Reproduce each line of the material that follows, word for word.
• • •
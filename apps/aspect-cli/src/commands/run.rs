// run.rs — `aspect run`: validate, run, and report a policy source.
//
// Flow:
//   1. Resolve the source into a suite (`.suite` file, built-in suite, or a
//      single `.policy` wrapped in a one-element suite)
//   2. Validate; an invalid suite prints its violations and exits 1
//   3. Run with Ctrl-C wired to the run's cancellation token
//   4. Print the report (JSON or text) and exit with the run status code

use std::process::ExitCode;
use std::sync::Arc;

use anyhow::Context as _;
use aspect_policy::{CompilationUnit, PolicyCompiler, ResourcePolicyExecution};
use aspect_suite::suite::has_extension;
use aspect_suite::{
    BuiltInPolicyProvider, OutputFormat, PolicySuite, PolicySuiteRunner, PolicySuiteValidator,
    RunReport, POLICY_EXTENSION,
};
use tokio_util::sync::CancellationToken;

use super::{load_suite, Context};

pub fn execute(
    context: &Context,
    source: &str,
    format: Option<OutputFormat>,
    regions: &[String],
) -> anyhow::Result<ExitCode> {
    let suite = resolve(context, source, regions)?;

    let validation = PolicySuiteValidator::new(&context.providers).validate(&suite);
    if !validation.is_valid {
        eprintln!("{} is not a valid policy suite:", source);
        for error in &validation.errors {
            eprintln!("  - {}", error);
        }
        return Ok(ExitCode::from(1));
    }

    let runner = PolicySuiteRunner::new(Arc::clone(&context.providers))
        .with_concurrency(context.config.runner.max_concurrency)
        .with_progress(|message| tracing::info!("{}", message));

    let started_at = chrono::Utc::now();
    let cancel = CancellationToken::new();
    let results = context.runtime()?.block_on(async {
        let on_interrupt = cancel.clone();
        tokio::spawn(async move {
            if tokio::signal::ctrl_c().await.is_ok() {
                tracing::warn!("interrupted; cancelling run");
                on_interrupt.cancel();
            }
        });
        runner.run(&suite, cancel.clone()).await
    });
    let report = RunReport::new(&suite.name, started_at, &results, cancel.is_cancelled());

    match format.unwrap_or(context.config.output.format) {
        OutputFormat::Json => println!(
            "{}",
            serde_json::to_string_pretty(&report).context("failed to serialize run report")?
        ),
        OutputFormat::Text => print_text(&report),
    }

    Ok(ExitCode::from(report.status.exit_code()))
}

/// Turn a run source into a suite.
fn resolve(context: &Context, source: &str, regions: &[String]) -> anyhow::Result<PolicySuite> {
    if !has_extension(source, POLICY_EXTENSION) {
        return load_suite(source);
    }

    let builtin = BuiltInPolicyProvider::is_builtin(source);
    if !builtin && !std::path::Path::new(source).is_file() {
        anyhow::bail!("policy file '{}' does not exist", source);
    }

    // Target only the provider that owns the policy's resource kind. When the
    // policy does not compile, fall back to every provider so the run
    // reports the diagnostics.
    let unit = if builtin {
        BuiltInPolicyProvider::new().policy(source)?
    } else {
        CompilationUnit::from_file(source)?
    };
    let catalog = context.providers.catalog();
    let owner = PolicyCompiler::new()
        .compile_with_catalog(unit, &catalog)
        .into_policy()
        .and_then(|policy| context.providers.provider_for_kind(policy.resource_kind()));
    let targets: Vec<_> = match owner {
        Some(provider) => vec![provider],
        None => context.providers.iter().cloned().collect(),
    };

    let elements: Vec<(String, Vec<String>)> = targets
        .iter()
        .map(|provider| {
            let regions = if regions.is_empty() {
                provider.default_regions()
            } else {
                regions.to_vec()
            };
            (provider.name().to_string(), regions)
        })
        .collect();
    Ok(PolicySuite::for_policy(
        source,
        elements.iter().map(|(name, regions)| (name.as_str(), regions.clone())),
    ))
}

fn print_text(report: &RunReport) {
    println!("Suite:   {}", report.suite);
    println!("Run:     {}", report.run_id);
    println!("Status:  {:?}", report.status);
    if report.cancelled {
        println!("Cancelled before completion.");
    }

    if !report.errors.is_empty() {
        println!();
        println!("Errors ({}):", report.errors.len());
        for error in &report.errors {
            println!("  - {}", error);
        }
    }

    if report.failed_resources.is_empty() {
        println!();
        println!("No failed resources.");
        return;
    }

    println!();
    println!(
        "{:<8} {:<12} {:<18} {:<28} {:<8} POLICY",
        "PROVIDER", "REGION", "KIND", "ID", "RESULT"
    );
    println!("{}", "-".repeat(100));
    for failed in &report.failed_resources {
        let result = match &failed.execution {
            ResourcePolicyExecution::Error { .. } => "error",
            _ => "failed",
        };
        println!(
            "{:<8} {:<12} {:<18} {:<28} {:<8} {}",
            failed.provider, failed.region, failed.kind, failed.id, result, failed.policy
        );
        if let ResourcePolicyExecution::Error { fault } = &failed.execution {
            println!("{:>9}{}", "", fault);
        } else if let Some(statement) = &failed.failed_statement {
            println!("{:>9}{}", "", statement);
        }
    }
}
• • •
Solution —
filename apps/aspect-cli/src/commands/run.rs
// run.rs — `aspect run`: validate, run, and report a policy source.
//
// Flow:
//   1. Resolve the source into a suite (`.suite` file, built-in suite, or a
//      single `.policy` wrapped in a one-element suite)
//   2. Validate; an invalid suite prints its violations and exits 1
//   3. Run with Ctrl-C wired to the run's cancellation token
//   4. Print the report (JSON or text) and exit with the run status code

use std::process::ExitCode;
use std::sync::Arc;

use anyhow::Context as _;
use aspect_policy::{CompilationUnit, PolicyCompiler, ResourcePolicyExecution};
use aspect_suite::suite::has_extension;
use aspect_suite::{
    BuiltInPolicyProvider, OutputFormat, PolicySuite, PolicySuiteRunner, PolicySuiteValidator,
    RunReport, POLICY_EXTENSION,
};
use tokio_util::sync::CancellationToken;

use super::{load_suite, Context};

pub fn execute(
    context: &Context,
    source: &str,
    format: Option<OutputFormat>,
    regions: &[String],
) -> anyhow::Result<ExitCode> {
    let suite = resolve(context, source, regions)?;

    let validation = PolicySuiteValidator::new(&context.providers).validate(&suite);
    if !validation.is_valid {
        eprintln!("{} is not a valid policy suite:", source);
        for error in &validation.errors {
            eprintln!("  - {}", error);
        }
        return Ok(ExitCode::from(1));
    }

    let runner = PolicySuiteRunner::new(Arc::clone(&context.providers))
        .with_concurrency(context.config.runner.max_concurrency)
        .with_progress(|message| tracing::info!("{}", message));

    let started_at = chrono::Utc::now();
    let cancel = CancellationToken::new();
    let results = context.runtime()?.block_on(async {
        let on_interrupt = cancel.clone();
        tokio::spawn(async move {
            if tokio::signal::ctrl_c().await.is_ok() {
                tracing::warn!("interrupted; cancelling run");
                on_interrupt.cancel();
            }
        });
        runner.run(&suite, cancel.clone()).await
    });
    let report = RunReport::new(&suite.name, started_at, &results, cancel.is_cancelled());

    match format.unwrap_or(context.config.output.format) {
        OutputFormat::Json => println!(
            "{}",
            serde_json::to_string_pretty(&report).context("failed to serialize run report")?
        ),
        OutputFormat::Text => print_text(&report),
    }

    Ok(ExitCode::from(report.status.exit_code()))
}

/// Turn a run source into a suite.
fn resolve(context: &Context, source: &str, regions: &[String]) -> anyhow::Result<PolicySuite> {
    if !has_extension(source, POLICY_EXTENSION) {
        return load_suite(source);
    }

    let builtin = BuiltInPolicyProvider::is_builtin(source);
    if !builtin && !std::path::Path::new(source).is_file() {
        anyhow::bail!("policy file '{}' does not exist", source);
    }

    // Target only the provider that owns the policy's resource kind. When the
    // policy does not compile, fall back to every provider so the run
    // reports the diagnostics.
    let unit = if builtin {
        BuiltInPolicyProvider::new().policy(source)?
    } else {
        CompilationUnit::from_file(source)?
    };
    let catalog = context.providers.catalog();
    let owner = PolicyCompiler::new()
        .compile_with_catalog(unit, &catalog)
        .into_policy()
        .and_then(|policy| context.providers.provider_for_kind(policy.resource_kind()));
    let targets: Vec<_> = match owner {
        Some(provider) => vec![provider],
        None => context.providers.iter().cloned().collect(),
    };

    let elements: Vec<(String, Vec<String>)> = targets
        .iter()
        .map(|provider| {
            let regions = if regions.is_empty() {
                provider.default_regions()
            } else {
                regions.to_vec()
            };
            (provider.name().to_string(), regions)
        })
        .collect();
    Ok(PolicySuite::for_policy(
        source,
        elements.iter().map(|(name, regions)| (name.as_str(), regions.clone())),
    ))
}

fn print_text(report: &RunReport) {
    println!("Suite:   {}", report.suite);
    println!("Run:     {}", report.run_id);
    println!("Status:  {:?}", report.status);
    if report.cancelled {
        println!("Cancelled before completion.");
    }

    if !report.errors.is_empty() {
        println!();
        println!("Errors ({}):", report.errors.len());
        for error in &report.errors {
            println!("  - {}", error);
        }
    }

    if report.failed_resources.is_empty() {
        println!();
        println!("No failed resources.");
        return;
    }

    println!();
    println!(
        "{:<8} {:<12} {:<18} {:<28} {:<8} POLICY",
        "PROVIDER", "REGION", "KIND", "ID", "RESULT"
    );
    println!("{}", "-".repeat(100));
    for failed in &report.failed_resources {
        let result = match &failed.execution {
            ResourcePolicyExecution::Error { .. } => "error",
            _ => "failed",
        };
        println!(
            "{:<8} {:<12} {:<18} {:<28} {:<8} {}",
            failed.provider, failed.region, failed.kind, failed.id, result, failed.policy
        );
        if let ResourcePolicyExecution::Error { fault } = &failed.execution {
            println!("{:>9}{}", "", fault);
        } else if let Some(statement) = &failed.failed_statement {
            println!("{:>9}{}", "", statement);
        }
    }
}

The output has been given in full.